Stored records
+-------+
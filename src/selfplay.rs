//! Local games: a simulated board stands in for a live session so any
//! [`Strategy`] can be played end to end and compared.

use log::debug;
use rand::Rng;

use crate::engine::Board;
use crate::strategy::Strategy;

/// Outcome of one game.
#[derive(Debug, Clone, Copy, PartialEq, Eq)]
pub struct GameSummary {
    pub moves: u64,
    pub score: u64,
    pub highest_tile: u32,
    pub final_board: Board,
}

/// Play from two random tiles until no move is legal, the strategy gives up,
/// or `max_moves` is reached. `on_move` sees the board after every move.
pub fn play_game<S, R, F>(strategy: &mut S, rng: &mut R, max_moves: Option<u64>, mut on_move: F) -> GameSummary
where
    S: Strategy + ?Sized,
    R: Rng + ?Sized,
    F: FnMut(Board),
{
    let mut board = Board::EMPTY.with_random_tile(rng).with_random_tile(rng);
    let mut moves = 0u64;
    while max_moves.map_or(true, |limit| moves < limit) {
        let Some(dir) = strategy.decide(board) else { break };
        let next = board.make_move(dir, rng);
        if next == board {
            debug!("{} chose no-op {} on {:?}", strategy.name(), dir, board);
            break;
        }
        board = next;
        moves += 1;
        on_move(board);
    }
    GameSummary { moves, score: board.score(), highest_tile: board.highest_tile(), final_board: board }
}

/// Aggregate over several games.
#[derive(Debug, Clone, Copy, PartialEq)]
pub struct RunSummary {
    pub games: usize,
    pub highest_score: u64,
    pub median_score: f64,
    pub average_score: f64,
    pub highest_tile: u32,
    pub total_moves: u64,
}

impl RunSummary {
    /// `None` for an empty slice.
    pub fn from_games(games: &[GameSummary]) -> Option<Self> {
        if games.is_empty() {
            return None;
        }
        let mut scores: Vec<u64> = games.iter().map(|g| g.score).collect();
        scores.sort_unstable();
        let mid = scores.len() / 2;
        let median_score = if scores.len() % 2 == 0 {
            (scores[mid - 1] + scores[mid]) as f64 / 2.0
        } else {
            scores[mid] as f64
        };
        Some(Self {
            games: games.len(),
            highest_score: scores[scores.len() - 1],
            median_score,
            average_score: scores.iter().sum::<u64>() as f64 / games.len() as f64,
            highest_tile: games.iter().map(|g| g.highest_tile).max().unwrap_or(0),
            total_moves: games.iter().map(|g| g.moves).sum(),
        })
    }
}
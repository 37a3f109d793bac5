//! TOML configuration for the engine and the rule-based policy.
//!
//! Every field is optional; omitted values keep their defaults.
//!
//! ```toml
//! [search]
//! max_depth = 5
//! branch_cap = 6
//! spawn_policy = "full_expectation"
//! parallel = true
//!
//! [rules]
//! threshold = 16
//! ```

use std::path::Path;
use std::str::FromStr;

use serde::Deserialize;

use crate::expectimax::ExpectimaxConfig;
use crate::rules::RulesConfig;

#[derive(thiserror::Error, Debug)]
pub enum ConfigError {
    #[error("io error: {0}")]
    Io(#[from] std::io::Error),
    #[error("invalid toml: {0}")]
    Toml(#[from] toml::de::Error),
    #[error("invalid config: {0}")]
    Invalid(String),
}

#[derive(Debug, Clone, Default, PartialEq, Deserialize)]
#[serde(default, deny_unknown_fields)]
pub struct Config {
    pub search: ExpectimaxConfig,
    pub rules: RulesConfig,
}

impl Config {
    pub fn from_toml<P: AsRef<Path>>(path: P) -> Result<Self, ConfigError> {
        let contents = std::fs::read_to_string(path)?;
        contents.parse()
    }

    pub fn validate(&self) -> Result<(), ConfigError> {
        self.search.validate()?;
        self.rules.validate()
    }
}

impl FromStr for Config {
    type Err = ConfigError;

    fn from_str(s: &str) -> Result<Self, Self::Err> {
        let cfg: Self = toml::from_str(s)?;
        cfg.validate()?;
        Ok(cfg)
    }
}

#[cfg(test)]
mod tests {
    use super::*;
    use crate::expectimax::SpawnPolicy;

    #[test]
    fn empty_document_is_the_default() {
        assert_eq!("".parse::<Config>().unwrap(), Config::default());
    }

    #[test]
    fn partial_sections_keep_other_defaults() {
        let cfg: Config = r#"
            [search]
            max_depth = 6
            spawn_policy = "full_expectation"
            fallback_seed = 42

            [rules]
            threshold = 16
        "#
        .parse()
        .unwrap();
        assert_eq!(cfg.search.max_depth, 6);
        assert_eq!(cfg.search.min_depth, 3);
        assert_eq!(cfg.search.branch_cap, 5);
        assert_eq!(cfg.search.spawn_policy, SpawnPolicy::FullExpectation);
        assert_eq!(cfg.search.fallback_seed, Some(42));
        assert_eq!(cfg.rules.threshold, 16);
        assert_eq!(cfg.rules.min_threshold, RulesConfig::default().min_threshold);
    }

    #[test]
    fn custom_weights_are_read_row_by_row() {
        let cfg: Config = r#"
            [search]
            weights = [[4.0, 3.0, 2.0, 1.0], [0.0, 0.0, 0.0, 0.0], [0.0, 0.0, 0.0, 0.0], [0.0, 0.0, 0.0, 0.5]]
        "#
        .parse()
        .unwrap();
        assert_eq!(cfg.search.weights[0], [4.0, 3.0, 2.0, 1.0]);
        assert_eq!(cfg.search.weights[3][3], 0.5);
    }

    #[test]
    fn rejects_invalid_values() {
        let err = "[search]\nmin_depth = 5\nmax_depth = 2\n".parse::<Config>().unwrap_err();
        assert!(matches!(err, ConfigError::Invalid(_)), "{err}");
        let err = "[search]\nmax_dept = 2\n".parse::<Config>().unwrap_err();
        assert!(matches!(err, ConfigError::Toml(_)), "{err}");
        let err = "[search]\nspawn_policy = \"sometimes\"\n".parse::<Config>().unwrap_err();
        assert!(matches!(err, ConfigError::Toml(_)), "{err}");
    }

    #[test]
    fn missing_file_is_an_io_error() {
        let err = Config::from_toml("/nonexistent/expectimax.toml").unwrap_err();
        assert!(matches!(err, ConfigError::Io(_)));
    }
}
+-------+
From the entries above, collect every line with the string "next" in it.

        let next = board.make_move(dir, rng);
        if next == board {
        board = next;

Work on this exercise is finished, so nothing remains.